Thoracentesis complications include pneumothorax, hemothorax, and re-expansion pulmonary edema. Advances in imaging, particularly the use of ultrasound guidance, have significantly reduced the likelihood of pneumothorax by enhancing accuracy during needle placement. Distinguishing between ex vacuo pneumothorax and a true complication is critical for appropriate post-procedural care. Hemothorax, though uncommon, can be avoided by utilizing smaller needle sizes and lateral entry techniques. Similarly, re-expansion pulmonary edema—an infrequent but serious complication—can be addressed with controlled fluid removal and drainage speeds.

[Dr. Christopher Beck]:
Complications. The big ones that I have listed to talk about and maybe there's some other ones, but pneumothorax, hemothorax, and re-expansion edema. You want to start with pneumo, you said you've had it once in the course of a little under 1,000. Is that too bad?

[Dr. Paul Lewis]:
Yes. It was asymptomatic. It does happen. We do talk about it. Statistically, it's less than 1%. I had the one of the thousand that I'm doing. Statistically, it's safe to come to UPMC East. Really, prevention using the ultrasound, far and beyond, as seen in the literature. Once we introduced using image guidance, the incidence went from about 30% down to 0 to 1%. Thankfully, it's a very rare occasion that we have a pneumothorax. Most commonly, it's an ex vacuo, pleural effusion, which you can't do much about. The patient does still have relief. I think that comes back to the benefits of having a thoracentesis. As far as from a more basic science standpoint, a lot of times we'll look at it and say, well, it's increasing the air fluid exchange. It increases the functional tissue and interface for air exchange. It's also, we have to consider the mechanics and using the length tension relation. I'm going to get real nerdy here.

[Dr. Christopher Beck]:
Yes, let's do it, man. This is what this podcast is about.

[Dr. Paul Lewis]:
A length-tension relationship of the sarcomere. If you think about it, you have a pleural fusion. It's stretching out the diaphragm there. It doesn't have that myosin acting crossover.
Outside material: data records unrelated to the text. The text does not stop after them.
//! Aggregation of outcomes into the result of a run

use std::time::{Duration, Instant};

use chrono::{DateTime, Utc};
use serde::{Deserialize, Serialize};
use tracing::{info, warn};
use uuid::Uuid;

use crate::comparator::Action;
use crate::error::SyncError;
use crate::item::ItemKey;
use crate::transfer::{Outcome, OutcomeStatus, SKIP_DRY_RUN};

/// Overall status of a run
#[derive(Debug, Clone, Copy, PartialEq, Eq, Serialize, Deserialize)]
#[serde(rename_all = "snake_case")]
pub enum SyncStatus {
    /// No failures and no unresolved conflicts
    Success,
    /// Some items failed or were left in conflict
    PartialFailure,
    /// The run could not start, could not enumerate, or nothing it attempted succeeded
    Failed,
}

impl std::fmt::Display for SyncStatus {
    fn fmt(&self, f: &mut std::fmt::Formatter<'_>) -> std::fmt::Result {
        match self {
            SyncStatus::Success => write!(f, "success"),
            SyncStatus::PartialFailure => write!(f, "partial failure"),
            SyncStatus::Failed => write!(f, "failed"),
        }
    }
}

/// Outcome counts, an exact partition of a run's outcomes.
///
/// `dry_run` is a subset of `skipped` and is not part of the partition.
#[derive(Debug, Clone, Copy, Default, PartialEq, Eq, Serialize, Deserialize)]
pub struct SyncCounts {
    pub created: usize,
    pub updated: usize,
    pub deleted: usize,
    pub skipped: usize,
    pub failed: usize,
    pub conflicts: usize,
    /// Skipped outcomes that a dry run would otherwise have applied
    pub dry_run: usize,
}

impl SyncCounts {
    fn record(&mut self, outcome: &Outcome) {
        match &outcome.status {
            OutcomeStatus::Applied => match outcome.action {
                Action::Create => self.created += 1,
                Action::Update => self.updated += 1,
                Action::Delete => self.deleted += 1,
                // Only actionable decisions are ever applied
                Action::Skip | Action::Conflict => self.skipped += 1,
            },
            OutcomeStatus::Skipped(reason) => {
                self.skipped += 1;
                if reason == SKIP_DRY_RUN {
                    self.dry_run += 1;
                }
            }
            OutcomeStatus::Failed(_) => self.failed += 1,
            OutcomeStatus::Unresolved => self.conflicts += 1,
        }
    }

    /// Outcomes that changed the target
    pub fn applied(&self) -> usize {
        self.created + self.updated + self.deleted
    }

    /// Number of outcomes counted
    pub fn total(&self) -> usize {
        self.applied() + self.skipped + self.failed + self.conflicts
    }
}

/// A failed item, or the run-level error when `key` is `None`
#[derive(Debug, Clone, PartialEq, Eq, Serialize, Deserialize)]
pub struct Failure {
    pub key: Option<ItemKey>,
    pub reason: String,
}

/// Result of one run. Always returned, whatever went wrong.
#[derive(Debug, Clone, Serialize, Deserialize)]
pub struct SyncResult {
    pub run_id: Uuid,
    pub status: SyncStatus,
    pub counts: SyncCounts,
    pub failures: Vec<Failure>,
    /// Keys left in unresolved conflict
    pub conflicts: Vec<ItemKey>,
    /// Every outcome, ordered by key
    pub outcomes: Vec<Outcome>,
    /// Number of decisions the comparator produced
    pub decisions: usize,
    pub started_at: DateTime<Utc>,
    pub finished_at: DateTime<Utc>,
    pub duration: Duration,
    /// One-line summary for display
    pub message: String,
    /// Human-readable run log, in the order things happened
    pub logs: Vec<String>,
}

impl SyncResult {
    pub fn is_success(&self) -> bool {
        self.status == SyncStatus::Success
    }

    /// Outcome recorded for `key`
    pub fn outcome(&self, key: &str) -> Option<&Outcome> {
        self.outcomes.iter().find(|o| o.key == key)
    }
}

/// Collects outcomes for one run and turns them into a `SyncResult`
#[derive(Debug)]
pub(crate) struct Aggregator {
    run_id: Uuid,
    started_at: DateTime<Utc>,
    start: Instant,
    decisions: usize,
    outcomes: Vec<Outcome>,
    logs: Vec<String>,
}

impl Aggregator {
    pub fn new(run_id: Uuid) -> Self {
        Self {
            run_id,
            started_at: Utc::now(),
            start: Instant::now(),
            decisions: 0,
            outcomes: Vec::new(),
            logs: Vec::new(),
        }
    }

    pub fn log(&mut self, line: impl Into<String>) {
        self.logs.push(line.into());
    }

    pub fn set_decisions(&mut self, decisions: usize) {
        self.decisions = decisions;
    }

    pub fn record(&mut self, outcome: Outcome) {
        let line = match &outcome.status {
            OutcomeStatus::Applied => format!("{} {}: applied ({} bytes)", outcome.action, outcome.key, outcome.bytes),
            OutcomeStatus::Failed(reason) => format!("{} {}: failed: {}", outcome.action, outcome.key, reason),
            OutcomeStatus::Skipped(reason) => format!("{} {}: skipped ({})", outcome.action, outcome.key, reason),
            OutcomeStatus::Unresolved => format!("{} {}: unresolved conflict", outcome.action, outcome.key),
        };
        self.logs.push(line);
        self.outcomes.push(outcome);
    }

    pub fn outcomes(&self) -> &[Outcome] {
        &self.outcomes
    }

    pub fn recorded(&self) -> usize {
        self.outcomes.len()
    }

    /// Result of a run that went through transfer
    pub fn finish(mut self) -> SyncResult {
        self.outcomes.sort_by(|a, b| a.key.cmp(&b.key));

        let mut counts = SyncCounts::default();
        let mut failures = Vec::new();
        let mut conflicts = Vec::new();
        for outcome in &self.outcomes {
            counts.record(outcome);
            match &outcome.status {
                OutcomeStatus::Failed(reason) => failures.push(Failure {
                    key: Some(outcome.key.clone()),
                    reason: reason.clone(),
                }),
                OutcomeStatus::Unresolved => conflicts.push(outcome.key.clone()),
                _ => {}
            }
        }

        let status = if counts.failed == 0 && counts.conflicts == 0 {
            SyncStatus::Success
        } else if counts.failed > 0 && counts.applied() == 0 {
            SyncStatus::Failed
        } else {
            SyncStatus::PartialFailure
        };

        let message = format!(
            "Sync {}: {} created, {} updated, {} deleted, {} skipped, {} failed, {} conflicts",
            status,
            counts.created,
            counts.updated,
            counts.deleted,
            counts.skipped,
            counts.failed,
            counts.conflicts
        );
        self.logs.push(message.clone());

        self.build(status, counts, failures, conflicts, message)
    }

    /// Result of a run that ended before transfer
    pub fn fail(mut self, error: &SyncError) -> SyncResult {
        let message = format!("Sync failed: {}", error);
        warn!(run_id = %self.run_id, error = %error, "Sync run failed");
        self.logs.push(message.clone());

        let failures = vec![Failure {
            key: None,
            reason: error.to_string(),
        }];
        self.outcomes.clear();
        self.build(SyncStatus::Failed, SyncCounts::default(), failures, Vec::new(), message)
    }

    fn build(
        self,
        status: SyncStatus,
        counts: SyncCounts,
        failures: Vec<Failure>,
        conflicts: Vec<ItemKey>,
        message: String,
    ) -> SyncResult {
        let duration = self.start.elapsed();

        info!(
            run_id = %self.run_id,
            status = %status,
            duration_secs = duration.as_secs_f64(),
            decisions = self.decisions,
            created = counts.created,
            updated = counts.updated,
            deleted = counts.deleted,
            skipped = counts.skipped,
            failed = counts.failed,
            conflicts = counts.conflicts,
            "Sync run completed"
        );

        SyncResult {
            run_id: self.run_id,
            status,
            counts,
            failures,
            conflicts,
            outcomes: self.outcomes,
            decisions: self.decisions,
            started_at: self.started_at,
            finished_at: Utc::now(),
            duration,
            message,
            logs: self.logs,
        }
    }
}

#[cfg(test)]
mod tests {
    use super::*;
    use crate::comparator::Decision;

    fn outcome(key: &str, action: Action, status: OutcomeStatus) -> Outcome {
        Outcome {
            key: key.to_string(),
            action,
            status,
            attempts: 1,
            bytes: 0,
            started_at: Utc::now(),
            duration: Duration::ZERO,
        }
    }

    #[test]
    fn test_counts_partition_outcomes() {
        let mut aggregator = Aggregator::new(Uuid::new_v4());
        aggregator.record(outcome("c", Action::Delete, OutcomeStatus::Applied));
        aggregator.record(outcome("a", Action::Create, OutcomeStatus::Applied));
        aggregator.record(outcome("b", Action::Update, OutcomeStatus::Failed("boom".into())));
        aggregator.record(outcome("d", Action::Conflict, OutcomeStatus::Unresolved));
        aggregator.record(outcome("e", Action::Create, OutcomeStatus::Skipped(SKIP_DRY_RUN.into())));

        let result = aggregator.finish();
        assert_eq!(result.status, SyncStatus::PartialFailure);
        assert_eq!(result.counts.total(), result.outcomes.len());
        assert_eq!(result.counts.created, 1);
        assert_eq!(result.counts.deleted, 1);
        assert_eq!(result.counts.failed, 1);
        assert_eq!(result.counts.conflicts, 1);
        assert_eq!(result.counts.skipped, 1);
        assert_eq!(result.counts.dry_run, 1);
        assert_eq!(result.conflicts, vec!["d".to_string()]);
        assert_eq!(
            result.failures,
            vec![Failure { key: Some("b".into()), reason: "boom".into() }]
        );
        let keys: Vec<_> = result.outcomes.iter().map(|o| o.key.as_str()).collect();
        assert_eq!(keys, vec!["a", "b", "c", "d", "e"]);
    }

    #[test]
    fn test_all_failed_is_failed() {
        let mut aggregator = Aggregator::new(Uuid::new_v4());
        aggregator.record(outcome("a", Action::Create, OutcomeStatus::Failed("x".into())));
        aggregator.record(outcome("b", Action::Skip, OutcomeStatus::Skipped("identical".into())));
        assert_eq!(aggregator.finish().status, SyncStatus::Failed);
    }

    #[test]
    fn test_empty_run_is_success() {
        let result = Aggregator::new(Uuid::new_v4()).finish();
        assert_eq!(result.status, SyncStatus::Success);
        assert_eq!(result.counts, SyncCounts::default());
    }

    #[test]
    fn test_run_level_failure() {
        let mut aggregator = Aggregator::new(Uuid::new_v4());
        let decision = Decision {
            key: "a".into(),
            action: Action::Skip,
            origin: None,
            target: None,
            reason: None,
        };
        aggregator.record(Outcome::skipped(&decision, "identical"));

        let error = SyncError::enumeration(crate::error::Side::Source, "disk gone");
        let result = aggregator.fail(&error);
        assert_eq!(result.status, SyncStatus::Failed);
        assert!(result.outcomes.is_empty());
        assert_eq!(result.failures.len(), 1);
        assert_eq!(result.failures[0].key, None);
        assert!(result.message.contains("disk gone"));
    }
}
It's being stretched out, so it can't contract, and they can't pull a lot of air in on either side. Once we take that fluid out, we restore that tension-length relationship. There's some posit that's greater benefit than your air exchange area with the thoracentesis. I think the ex-vacuo patients really hit home that argument or a great point in that. Because look, we took out the fluid, that lung didn't re-expand. We didn't change that surface area of gas interchange. The patient has less dyspnea. They feel more comfortable. That has to lead to the mechanical response to removing that fluid. Then it didn't remove that. As far as complications in thoracentesis, specifically pneumothorax, it thankfully is a rarity. We do watch patients and treat them clinically because of the ex-vacuo is far beyond the most common cause or reason for the pneumothorax.

[Dr. Christopher Beck]:
How do you tell the difference between a pneumo and a trapped lung or ex-vacuo pneumothorax, like on chest x-ray?

[Dr. Paul Lewis]:
They're looking at, and again, when we talk about doing our thoracentesis, the beginning should start with the end. We have a chest x-ray to compare to before that we do the procedure. If that lung, what's aerated, is exactly the same as what it is post procedure, that really speaks to, okay, that's trapped lung or ex-vacuo. It's surprisingly so identical. I don't know if you have that same experience, but it's the exact same imprint as far as radiographically, plus and then minus the fluid with the trapped lung or ex-vacuo. The patient, again, they're clinically better from beforehand.

[Dr. Christopher Beck]:
Yes, to put a finer point on it, maybe unnecessarily. I know exactly what you're talking about. I was actually smiling, as you were describing. You have your pre-procedure x-ray, and the fluid's tracking from inferior around the lateral surface of the lung and on the top. Then whenever you remove that fluid, it's like the lung is in exactly the same position. It's just now the fluid's subtracted out. You're like, that's an ex-vacuo. We used to have the hardest time with our diagnostic radiologists. They called everything. They're like, that's a pneumo. Then sometimes, they would say, maybe ex-vacuo pneumothorax.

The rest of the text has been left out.